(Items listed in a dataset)
/// Walks the copied trie and compares every entry with the current store.
fn check_copied_state(db: &Arc<Database>, root: B256, stop: &AtomicBool) -> MigrationResult {
    let start = Instant::now();
    let reader: Arc<dyn NodeReader> = Arc::new(MigrationReader(db.clone()));
    let mut checked = 0usize;
    for node in NodeIterator::new_state(reader, root) {
        if stop.load(Ordering::Relaxed) {
            return Err(MigrationError::Stopped);
        }
        let node = node.map_err(|err| {
            match err {
                TrieError::MissingNode(hash) => MigrationError::MissingNode(hash),
                other => MigrationError::Trie(other),
            }
        })?;
        let current = match node.kind {
            NodeKind::Trie => db.read_trie_node_from_current(node.hash)?,
            NodeKind::Code => db.read_code_from_current(node.hash)?,
        };
        if current.as_deref() != Some(&node.blob[..]) {
            return Err(MigrationError::NodeMismatch(node.hash));
        }
        checked += 1;
    }
    debug!(target: "ledger-chain::migration", checked, elapsed = ?start.elapsed(), "Checked migrated state");
    Ok(())
}

#[cfg(test)]
mod tests {
    use super::*;
    use crate::{
        chain::{
            CacheConfig,
            Genesis,
        },
        params::ChainConfig,
        test_utils::{
            TEST_CHAIN_ID,
            init_tracing,
            new_blockchain,
            new_blockchain_on,
        },
    };
    use alloy_primitives::{
        Address,
        U256,
    };

    fn funded_genesis(accounts: u64) -> Genesis {
        (1..=accounts).fold(
            Genesis::new(ChainConfig::default().with_chain_id(TEST_CHAIN_ID)),
            |genesis, seed| {
                genesis.with_balance(
                    Address::left_padding_from(&seed.to_be_bytes()),
                    U256::from(seed),
                )
            },
        )
    }

    fn assert_balances(chain: &BlockChain, accounts: u64) {
        let mut state = chain.state().unwrap();
        for seed in 1..=accounts {
            let address = Address::left_padding_from(&seed.to_be_bytes());
            assert_eq!(state.get_balance(address), U256::from(seed));
        }
    }

    #[test]
    fn migration_copies_the_state_and_swaps_stores() {
        init_tracing();
        let chain = new_blockchain(&funded_genesis(64), CacheConfig::default()).unwrap();
        let root = chain.genesis().state_root();

        chain.start_state_migration(0, root).unwrap();
        chain.wait_state_migration();

        let status = chain.state_migration_status();
        assert!(!status.running);
        assert_eq!(status.error, None);
        assert_eq!(status.progress, 100.0);
        assert!(status.read > 0);
        assert_eq!(status.read, status.committed);
        assert!(!chain.db().in_migration());
        assert_eq!(chain.db().migration_block_number(), None);
        assert_balances(&chain, 64);
        chain.stop();
    }

    #[test]
    fn second_migration_is_rejected_while_one_is_pending() {
        init_tracing();
        let chain = new_blockchain(&funded_genesis(4), CacheConfig::default()).unwrap();
        chain.db().create_migration_store(0).unwrap();
        assert!(chain.prepare_state_migration().is_err());
        chain.stop();
    }

    #[test]
    fn user_stop_discards_the_target() {
        init_tracing();
        let chain = new_blockchain(&funded_genesis(8), CacheConfig::default()).unwrap();
        let root = chain.genesis().state_root();
        chain.db().create_migration_store(0).unwrap();

        let signals = MigrationSignals::default();
        signals.stop.store(true, Ordering::SeqCst);
        let status = RwLock::new(MigrationStatus::default());
        run_migration(chain.db(), &chain.chain_mu, 0, root, &signals, &status);

        assert!(!chain.db().in_migration());
        assert_eq!(
            status.read().error.as_deref(),
            Some("State migration was stopped")
        );
        assert_balances(&chain, 8);
        chain.stop();
    }

    #[test]
    fn shutdown_keeps_the_migration_for_the_next_start() {
        init_tracing();
        let genesis = funded_genesis(8);
        let db = Arc::new(Database::new_in_memory());
        let chain = new_blockchain_on(db.clone(), &genesis, CacheConfig::default()).unwrap();
        let root = chain.genesis().state_root();
        db.create_migration_store(0).unwrap();

        let signals = MigrationSignals::default();
        signals.quit.store(true, Ordering::SeqCst);
        signals.stop.store(true, Ordering::SeqCst);
        let status = RwLock::new(MigrationStatus::default());
        run_migration(&db, &chain.chain_mu, 0, root, &signals, &status);

        assert_eq!(db.migration_block_number(), Some(0));
        assert_eq!(status.read().error, None);
        chain.stop();
        assert_eq!(db.migration_block_number(), Some(0));

        // Reopening restarts the copy and completes it.
        let reopened = new_blockchain_on(db.clone(), &genesis, CacheConfig::default()).unwrap();
        reopened.wait_state_migration();
        assert!(!db.in_migration());
        assert_eq!(reopened.state_migration_status().error, None);
        assert_balances(&reopened, 8);
        reopened.stop();
    }
}
#[cfg(test)]
mod tests {
    use super::*;
    use crate::consensus::FakeEngine;

    fn genesis() -> Header {
        Header {
            block_score: U256::from(1),
            ..Default::default()
        }
    }

    fn setup() -> Arc<HeaderChain> {
        let db = Arc::new(Database::new_in_memory());
        let genesis = genesis();
        let hash = genesis.hash();
        let mut batch = db.new_batch(BatchTarget::Chain);
        db.write_header(&mut batch, &genesis);
        db.write_td(&mut batch, hash, 0, genesis.block_score);
        db.write_canonical_hash(&mut batch, hash, 0);
        db.write_head_header_hash(&mut batch, hash);
        db.write(&batch).unwrap();
        Arc::new(
            HeaderChain::new(
                db,
                ChainConfig::default(),
                Arc::new(FakeEngine::new()),
                Arc::new(AtomicBool::new(false)),
            )
            .unwrap(),
        )
    }

    fn make_chain(parent: &Header, len: usize, score: u64, seed: u8) -> Vec<Header> {
        let mut parent = parent.clone();
        (0..len)
            .map(|_| {
                let header = Header {
                    parent_hash: parent.hash(),
                    number: parent.number + 1,
                    time: parent.time + 1,
                    block_score: U256::from(score),
                    extra: vec![seed].into(),
                    ..Default::default()
                };
                parent = header.clone();
                header
            })
            .collect()
    }

    #[test]
    fn heavier_side_chain_takes_over_the_canonical_index() {
        let hc = setup();
        let genesis = hc.genesis();
        let light = make_chain(&genesis, 4, 1, 1);
        let heavy = make_chain(&genesis, 3, 3, 2);

        hc.validate_header_chain(&light, 1).unwrap();
        for header in &light {
            assert_eq!(hc.write_header(header).unwrap(), WriteStatus::Canon);
        }
        assert_eq!(hc.current_header(), light[3]);

        let statuses = heavy
            .iter()
            .map(|header| hc.write_header(header).unwrap())
            .collect::<Vec<_>>();
        assert_eq!(statuses, [WriteStatus::Side, WriteStatus::Canon, WriteStatus::Canon]);
        assert_eq!(hc.current_header_hash(), heavy[2].hash());
        for header in &heavy {
            assert_eq!(hc.get_canonical_hash(header.number), Some(header.hash()));
        }
        assert_eq!(hc.get_canonical_hash(4), None, "stale canonical entries must be removed");
        assert_eq!(hc.get_td(heavy[2].hash(), 3), Some(U256::from(10)));
    }

    #[test]
    fn non_contiguous_chains_are_rejected() {
        let hc = setup();
        let mut chain = make_chain(&hc.genesis(), 3, 1, 1);
        chain.remove(1);
        let (index, err) = hc.validate_header_chain(&chain, 0).unwrap_err();
        assert_eq!(index, 1);
        assert!(matches!(err, ChainError::NonContiguousInsert { prev_number: 1, number: 3, .. }));
    }

    #[test]
    fn bad_hashes_are_blacklisted() {
        let hc = setup();
        let chain = make_chain(&hc.genesis(), 2, 1, 1);
        hc.set_bad_hashes([chain[1].hash()]);
        let (index, err) = hc.validate_header_chain(&chain, 0).unwrap_err();
        assert_eq!(index, 1);
        assert!(matches!(err, ChainError::BlacklistedHash(hash) if hash == chain[1].hash()));
    }

    #[test]
    fn set_head_deletes_headers_above_target() {
        let hc = setup();
        let chain = make_chain(&hc.genesis(), 5, 1, 1);
        hc.insert_header_chain(&chain, Instant::now()).unwrap();

        let mut updates = Vec::new();
        let mut deleted = Vec::new();
        hc.set_head(
            2,
            &mut |parent| {
                updates.push(parent.number);
                Ok(())
            },
            &mut |_, _, number| deleted.push(number),
        )
        .unwrap();

        assert_eq!(updates, [4, 3, 2]);
        assert_eq!(deleted, [5, 4, 3]);
        assert_eq!(hc.current_header(), chain[1]);
        assert!(hc.get_header(chain[2].hash(), 3).is_none());
        assert_eq!(hc.get_canonical_hash(3), None);
    }

    #[test]
    fn ancestors_resolve_across_side_chains() {
        let hc = setup();
        let genesis = hc.genesis();
        let canonical = make_chain(&genesis, 6, 2, 1);
        hc.insert_header_chain(&canonical, Instant::now()).unwrap();
        let side = make_chain(&canonical[1], 3, 1, 2);
        hc.insert_header_chain(&side, Instant::now()).unwrap();

        let mut budget = 0;
        assert_eq!(
            hc.get_ancestor(canonical[5].hash(), 6, 4, &mut budget),
            Some((canonical[1].hash(), 2))
        );
        assert_eq!(hc.get_ancestor(side[2].hash(), 5, 2, &mut budget), None);

        let mut budget = 10;
        assert_eq!(
            hc.get_ancestor(side[2].hash(), 5, 3, &mut budget),
            Some((canonical[1].hash(), 2))
        );
        assert_eq!(hc.get_block_hashes_from_hash(canonical[2].hash(), 10).len(), 3);
    }
}
use crate::state::StateDb;
use alloy_primitives::Address;
use std::collections::HashMap;

/// Virtual nonces of accounts with executable transactions, layered over the
/// nonces of the pool's current state.
#[derive(Debug, Default)]
pub(crate) struct Noncer {
    nonces: HashMap<Address, u64>,
}

impl Noncer {
    /// Next nonce after the account's pending transactions. Never below the
    /// state nonce.
    pub(crate) fn get(&mut self, state: &mut StateDb, address: Address) -> u64 {
        let state_nonce = state.get_nonce(address);
        let nonce = self.nonces.entry(address).or_insert(state_nonce);
        if *nonce < state_nonce {
            *nonce = state_nonce;
        }
        *nonce
    }

    pub(crate) fn set(&mut self, address: Address, nonce: u64) {
        self.nonces.insert(address, nonce);
    }

    /// Lowers the virtual nonce to `nonce` after a pending transaction left.
    pub(crate) fn set_if_lower(&mut self, state: &mut StateDb, address: Address, nonce: u64) {
        if self.get(state, address) > nonce {
            self.set(address, nonce);
        }
    }

    pub(crate) fn reset(&mut self) {
        self.nonces.clear();
    }
}

#[cfg(test)]
mod tests {
    use super::*;
    use crate::{
        db::Database,
        state::StateDatabase,
        types::EMPTY_ROOT_HASH,
    };
    use std::sync::Arc;

    #[test]
    fn virtual_nonce_never_drops_below_state() {
        let db = Arc::new(StateDatabase::new(Arc::new(Database::new_in_memory()), 0));
        let mut state = StateDb::new(EMPTY_ROOT_HASH, db).unwrap();
        let address = Address::repeat_byte(1);
        state.set_nonce(address, 3);

        let mut noncer = Noncer::default();
        assert_eq!(noncer.get(&mut state, address), 3);
        noncer.set(address, 6);
        assert_eq!(noncer.get(&mut state, address), 6);
        noncer.set_if_lower(&mut state, address, 4);
        assert_eq!(noncer.get(&mut state, address), 4);
        noncer.set_if_lower(&mut state, address, 5);
        assert_eq!(noncer.get(&mut state, address), 4, "only lowers");

        state.set_nonce(address, 8);
        assert_eq!(noncer.get(&mut state, address), 8);
        noncer.reset();
        assert_eq!(noncer.get(&mut state, address), 8);
    }
}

## Work order
Exactly as written, repeat each line from the beginning of the data above to the line containing "let reader: Arc<dyn", inclusive.

## Response area
/// Walks the copied trie and compares every entry with the current store.
fn check_copied_state(db: &Arc<Database>, root: B256, stop: &AtomicBool) -> MigrationResult {
    let start = Instant::now();
    let reader: Arc<dyn NodeReader> = Arc::new(MigrationReader(db.clone()));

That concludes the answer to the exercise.